"""
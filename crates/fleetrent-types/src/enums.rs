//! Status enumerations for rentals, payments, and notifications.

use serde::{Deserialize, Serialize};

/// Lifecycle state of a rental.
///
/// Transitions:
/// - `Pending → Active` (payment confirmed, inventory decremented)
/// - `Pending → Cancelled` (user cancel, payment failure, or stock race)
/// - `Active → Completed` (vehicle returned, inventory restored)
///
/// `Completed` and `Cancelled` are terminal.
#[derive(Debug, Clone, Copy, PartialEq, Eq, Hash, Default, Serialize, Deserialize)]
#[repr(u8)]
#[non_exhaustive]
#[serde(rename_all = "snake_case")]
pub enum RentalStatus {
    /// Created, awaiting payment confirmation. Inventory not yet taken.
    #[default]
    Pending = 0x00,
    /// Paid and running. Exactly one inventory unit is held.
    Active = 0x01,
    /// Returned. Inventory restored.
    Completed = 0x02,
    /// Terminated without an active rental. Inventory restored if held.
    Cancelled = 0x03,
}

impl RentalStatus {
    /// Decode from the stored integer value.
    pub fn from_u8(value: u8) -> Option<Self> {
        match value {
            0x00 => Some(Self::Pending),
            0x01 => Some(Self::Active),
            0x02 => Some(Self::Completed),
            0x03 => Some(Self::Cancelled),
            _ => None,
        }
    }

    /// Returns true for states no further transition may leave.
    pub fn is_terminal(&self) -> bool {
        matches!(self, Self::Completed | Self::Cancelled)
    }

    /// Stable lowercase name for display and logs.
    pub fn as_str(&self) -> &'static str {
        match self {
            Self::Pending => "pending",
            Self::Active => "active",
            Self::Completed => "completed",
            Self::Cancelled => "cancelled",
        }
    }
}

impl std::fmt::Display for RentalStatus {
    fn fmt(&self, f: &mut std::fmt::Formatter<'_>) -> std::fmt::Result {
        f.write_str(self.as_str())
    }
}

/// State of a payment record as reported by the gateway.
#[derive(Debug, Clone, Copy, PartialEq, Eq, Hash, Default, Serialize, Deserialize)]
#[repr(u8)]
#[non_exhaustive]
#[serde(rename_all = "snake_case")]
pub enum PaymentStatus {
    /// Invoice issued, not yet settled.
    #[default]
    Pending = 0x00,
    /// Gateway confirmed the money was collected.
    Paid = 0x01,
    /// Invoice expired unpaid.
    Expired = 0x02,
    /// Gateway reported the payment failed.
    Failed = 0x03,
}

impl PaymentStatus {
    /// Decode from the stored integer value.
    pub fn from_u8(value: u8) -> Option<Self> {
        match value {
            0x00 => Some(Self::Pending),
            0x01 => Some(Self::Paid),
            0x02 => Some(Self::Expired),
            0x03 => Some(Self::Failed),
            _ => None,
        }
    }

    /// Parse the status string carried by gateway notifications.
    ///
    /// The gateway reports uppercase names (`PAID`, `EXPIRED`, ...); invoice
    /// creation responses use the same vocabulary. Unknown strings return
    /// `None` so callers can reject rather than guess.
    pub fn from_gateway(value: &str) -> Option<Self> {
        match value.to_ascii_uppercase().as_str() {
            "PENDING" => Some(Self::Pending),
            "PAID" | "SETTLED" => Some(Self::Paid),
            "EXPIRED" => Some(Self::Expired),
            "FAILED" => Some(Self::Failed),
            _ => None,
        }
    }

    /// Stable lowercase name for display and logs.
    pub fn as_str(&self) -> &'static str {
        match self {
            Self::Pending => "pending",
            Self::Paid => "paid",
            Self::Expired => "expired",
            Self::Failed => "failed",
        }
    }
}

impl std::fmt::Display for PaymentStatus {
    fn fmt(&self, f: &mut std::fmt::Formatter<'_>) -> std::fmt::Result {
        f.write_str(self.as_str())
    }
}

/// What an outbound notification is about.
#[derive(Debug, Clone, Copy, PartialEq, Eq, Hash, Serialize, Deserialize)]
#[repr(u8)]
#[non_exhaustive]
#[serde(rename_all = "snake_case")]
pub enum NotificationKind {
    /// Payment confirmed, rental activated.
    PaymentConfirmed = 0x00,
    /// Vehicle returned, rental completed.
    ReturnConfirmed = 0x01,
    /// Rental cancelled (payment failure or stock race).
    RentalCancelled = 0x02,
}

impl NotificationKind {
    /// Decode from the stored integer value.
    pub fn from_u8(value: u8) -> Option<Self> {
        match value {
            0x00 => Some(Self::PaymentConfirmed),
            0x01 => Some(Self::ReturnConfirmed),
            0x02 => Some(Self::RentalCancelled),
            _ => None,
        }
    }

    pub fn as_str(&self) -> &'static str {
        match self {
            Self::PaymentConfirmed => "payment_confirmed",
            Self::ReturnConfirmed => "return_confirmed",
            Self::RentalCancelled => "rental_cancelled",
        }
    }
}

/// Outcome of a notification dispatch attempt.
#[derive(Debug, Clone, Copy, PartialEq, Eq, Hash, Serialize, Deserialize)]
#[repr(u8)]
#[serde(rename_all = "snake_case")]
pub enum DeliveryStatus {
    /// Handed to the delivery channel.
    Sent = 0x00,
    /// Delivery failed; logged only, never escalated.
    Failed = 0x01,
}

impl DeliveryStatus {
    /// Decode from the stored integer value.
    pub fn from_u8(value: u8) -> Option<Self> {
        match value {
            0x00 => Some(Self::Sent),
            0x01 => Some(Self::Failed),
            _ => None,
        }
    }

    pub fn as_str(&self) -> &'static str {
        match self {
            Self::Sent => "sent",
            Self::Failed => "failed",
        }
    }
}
"""
"""
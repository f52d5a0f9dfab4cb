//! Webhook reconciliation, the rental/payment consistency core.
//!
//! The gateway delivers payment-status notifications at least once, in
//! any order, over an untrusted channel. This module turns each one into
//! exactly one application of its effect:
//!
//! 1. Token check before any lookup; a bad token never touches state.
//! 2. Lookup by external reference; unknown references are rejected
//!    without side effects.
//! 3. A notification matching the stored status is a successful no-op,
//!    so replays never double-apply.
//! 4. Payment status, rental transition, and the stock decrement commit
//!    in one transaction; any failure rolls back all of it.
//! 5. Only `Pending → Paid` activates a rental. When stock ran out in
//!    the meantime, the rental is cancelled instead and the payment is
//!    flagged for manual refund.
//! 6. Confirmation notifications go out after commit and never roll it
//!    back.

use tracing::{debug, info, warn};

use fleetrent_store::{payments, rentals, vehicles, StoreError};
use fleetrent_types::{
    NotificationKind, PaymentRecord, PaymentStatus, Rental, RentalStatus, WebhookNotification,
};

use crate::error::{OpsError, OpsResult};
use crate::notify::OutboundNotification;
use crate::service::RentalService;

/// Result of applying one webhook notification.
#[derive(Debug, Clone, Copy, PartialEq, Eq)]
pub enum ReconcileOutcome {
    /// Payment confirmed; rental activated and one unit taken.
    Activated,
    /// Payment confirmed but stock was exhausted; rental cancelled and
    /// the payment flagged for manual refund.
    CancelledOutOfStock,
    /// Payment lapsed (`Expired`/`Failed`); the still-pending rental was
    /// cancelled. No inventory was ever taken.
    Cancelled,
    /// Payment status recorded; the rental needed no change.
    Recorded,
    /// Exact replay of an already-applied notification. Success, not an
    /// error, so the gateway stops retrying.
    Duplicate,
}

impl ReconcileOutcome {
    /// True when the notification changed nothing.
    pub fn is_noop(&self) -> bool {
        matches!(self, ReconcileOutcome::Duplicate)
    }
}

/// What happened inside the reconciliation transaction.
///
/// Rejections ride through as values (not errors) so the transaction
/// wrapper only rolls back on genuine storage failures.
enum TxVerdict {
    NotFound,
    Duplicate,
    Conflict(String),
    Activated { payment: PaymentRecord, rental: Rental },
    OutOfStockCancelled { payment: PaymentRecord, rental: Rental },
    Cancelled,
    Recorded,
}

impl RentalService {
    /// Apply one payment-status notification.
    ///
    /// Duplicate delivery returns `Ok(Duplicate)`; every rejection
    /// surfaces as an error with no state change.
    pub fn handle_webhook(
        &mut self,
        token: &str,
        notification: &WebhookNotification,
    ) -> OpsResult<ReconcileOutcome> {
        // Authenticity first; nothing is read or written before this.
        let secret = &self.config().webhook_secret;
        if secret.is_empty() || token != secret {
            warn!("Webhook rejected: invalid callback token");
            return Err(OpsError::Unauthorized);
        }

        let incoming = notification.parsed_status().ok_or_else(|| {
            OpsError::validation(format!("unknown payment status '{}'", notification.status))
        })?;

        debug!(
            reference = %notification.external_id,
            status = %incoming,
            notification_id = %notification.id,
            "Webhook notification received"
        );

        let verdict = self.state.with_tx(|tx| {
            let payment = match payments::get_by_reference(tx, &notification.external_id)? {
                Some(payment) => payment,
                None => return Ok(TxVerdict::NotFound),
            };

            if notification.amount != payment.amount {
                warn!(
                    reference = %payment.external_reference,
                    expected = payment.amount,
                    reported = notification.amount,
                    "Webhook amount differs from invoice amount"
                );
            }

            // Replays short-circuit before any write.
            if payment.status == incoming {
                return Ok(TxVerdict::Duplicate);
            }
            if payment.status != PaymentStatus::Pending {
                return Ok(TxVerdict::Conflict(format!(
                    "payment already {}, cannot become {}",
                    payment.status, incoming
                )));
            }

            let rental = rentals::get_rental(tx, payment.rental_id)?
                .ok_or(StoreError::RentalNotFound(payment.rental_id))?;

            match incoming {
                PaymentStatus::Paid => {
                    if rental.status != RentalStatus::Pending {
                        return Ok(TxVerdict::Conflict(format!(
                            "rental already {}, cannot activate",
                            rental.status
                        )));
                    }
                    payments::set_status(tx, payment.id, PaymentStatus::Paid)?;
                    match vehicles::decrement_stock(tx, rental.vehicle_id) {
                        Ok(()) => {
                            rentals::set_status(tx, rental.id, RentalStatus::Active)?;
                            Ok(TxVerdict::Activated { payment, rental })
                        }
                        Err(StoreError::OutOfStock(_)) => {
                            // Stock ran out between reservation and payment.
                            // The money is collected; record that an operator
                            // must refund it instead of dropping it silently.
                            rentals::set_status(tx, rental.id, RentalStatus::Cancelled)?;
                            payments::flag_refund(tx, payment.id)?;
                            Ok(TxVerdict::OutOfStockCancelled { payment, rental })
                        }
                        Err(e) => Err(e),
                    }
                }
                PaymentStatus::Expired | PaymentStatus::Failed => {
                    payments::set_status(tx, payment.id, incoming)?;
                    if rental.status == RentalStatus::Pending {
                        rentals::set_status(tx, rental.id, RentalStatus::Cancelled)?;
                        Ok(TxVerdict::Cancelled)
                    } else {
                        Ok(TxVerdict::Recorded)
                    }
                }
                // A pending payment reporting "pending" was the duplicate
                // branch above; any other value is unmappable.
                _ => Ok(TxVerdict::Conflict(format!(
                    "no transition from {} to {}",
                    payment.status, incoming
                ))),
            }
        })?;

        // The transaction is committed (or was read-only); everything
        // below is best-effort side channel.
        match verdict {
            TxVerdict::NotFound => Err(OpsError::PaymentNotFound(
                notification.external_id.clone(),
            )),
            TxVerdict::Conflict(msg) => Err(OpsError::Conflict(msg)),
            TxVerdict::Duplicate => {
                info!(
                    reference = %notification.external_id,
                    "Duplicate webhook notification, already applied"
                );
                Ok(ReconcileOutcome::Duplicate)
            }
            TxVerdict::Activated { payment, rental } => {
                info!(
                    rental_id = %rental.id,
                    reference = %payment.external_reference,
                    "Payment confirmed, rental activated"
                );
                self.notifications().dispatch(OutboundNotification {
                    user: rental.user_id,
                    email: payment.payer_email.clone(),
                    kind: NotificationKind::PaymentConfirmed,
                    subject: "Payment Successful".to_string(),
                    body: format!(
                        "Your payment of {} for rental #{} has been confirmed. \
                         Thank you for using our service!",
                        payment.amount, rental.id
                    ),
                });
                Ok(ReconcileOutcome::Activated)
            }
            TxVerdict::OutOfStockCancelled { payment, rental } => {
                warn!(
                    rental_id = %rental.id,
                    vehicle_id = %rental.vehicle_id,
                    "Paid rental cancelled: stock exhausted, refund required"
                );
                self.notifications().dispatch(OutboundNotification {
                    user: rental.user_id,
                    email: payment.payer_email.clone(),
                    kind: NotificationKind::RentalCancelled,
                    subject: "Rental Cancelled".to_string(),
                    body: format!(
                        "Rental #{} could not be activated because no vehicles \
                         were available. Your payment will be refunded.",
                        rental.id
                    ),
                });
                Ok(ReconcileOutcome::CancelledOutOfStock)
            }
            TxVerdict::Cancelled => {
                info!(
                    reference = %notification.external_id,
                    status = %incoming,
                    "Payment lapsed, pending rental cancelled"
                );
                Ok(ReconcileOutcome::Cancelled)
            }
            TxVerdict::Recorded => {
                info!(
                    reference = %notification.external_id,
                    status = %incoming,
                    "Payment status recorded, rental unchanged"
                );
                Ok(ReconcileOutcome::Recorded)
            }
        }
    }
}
"""
● **Task item**: From the records above, count the lines in which the string "cannot" is found, and answer with the number alone.

● **Exercise response**: 2